:: Available data

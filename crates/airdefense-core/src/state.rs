//! Simulation snapshot: the complete visible state published after each tick.

use serde::{Deserialize, Serialize};

use crate::enums::*;
use crate::events::SimEvent;
use crate::types::{Position, SimTime, Velocity};

/// Complete simulation state handed to consumers after each tick.
#[derive(Debug, Clone, Default, Serialize, Deserialize)]
pub struct SimSnapshot {
    pub time: SimTime,
    /// All registry targets, ascending by id.
    pub targets: Vec<TargetView>,
    /// This tick's radar readings, ascending by target id.
    pub readings: Vec<RadarReading>,
    pub engagement: EngagementView,
    /// Events raised during this tick, in emission order.
    pub events: Vec<SimEvent>,
}

impl SimSnapshot {
    /// Number of targets not yet destroyed.
    pub fn active_count(&self) -> usize {
        self.targets.iter().filter(|t| !t.is_destroyed).count()
    }

    /// Whether this tick changed anything a display would show: targets moved
    /// or something other than the routine scan summary happened.
    pub fn has_changes(&self) -> bool {
        !self.targets.is_empty()
            || self
                .events
                .iter()
                .any(|e| !matches!(e, SimEvent::ScanSummary { .. }))
    }
}

/// A target as seen from outside the registry.
#[derive(Debug, Clone, Copy, PartialEq, Serialize, Deserialize)]
pub struct TargetView {
    pub id: u32,
    pub position: Position,
    pub velocity: Velocity,
    /// Speed magnitude used for threat scoring (m/s).
    pub speed: f64,
    pub is_destroyed: bool,
    /// Ticks left before a destroyed target is removed (0 while alive).
    pub grace_remaining: u32,
}

/// One target's sensor observation for a single scan.
#[derive(Debug, Clone, Copy, PartialEq, Serialize, Deserialize)]
pub struct RadarReading {
    pub target_id: u32,
    /// Range from the sensor (meters).
    pub distance: f64,
    /// 0.0 - 1.0.
    pub signal_strength: f64,
    /// 0.0 - 100.0.
    pub threat_level: f64,
    /// Range from the sensor after the prediction interval (meters).
    pub predicted_distance: f64,
}

impl RadarReading {
    /// Whether the target is predicted to be closer after the look-ahead.
    pub fn is_closing(&self) -> bool {
        self.predicted_distance < self.distance
    }
}

/// Engagement controller status for display.
#[derive(Debug, Clone, Default, Serialize, Deserialize)]
pub struct EngagementView {
    pub phase: EngagementPhase,
    /// Target currently engaged, if any.
    pub target_id: Option<u32>,
    /// Ticks until the current shot resolves.
    pub ticks_to_fire: u32,
    pub stats: EngagementStats,
}

/// Running engagement counters.
#[derive(Debug, Clone, Copy, Default, PartialEq, Eq, Serialize, Deserialize)]
pub struct EngagementStats {
    pub started: u32,
    pub hits: u32,
    pub misses: u32,
    pub aborted: u32,
    pub manual_kills: u32,
}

::::

> _What to work on_: Lines containing the word "registry": copy every one of them from the records above.

> _Exercise answer_:
    /// All registry targets, ascending by id.
/// A target as seen from outside the registry.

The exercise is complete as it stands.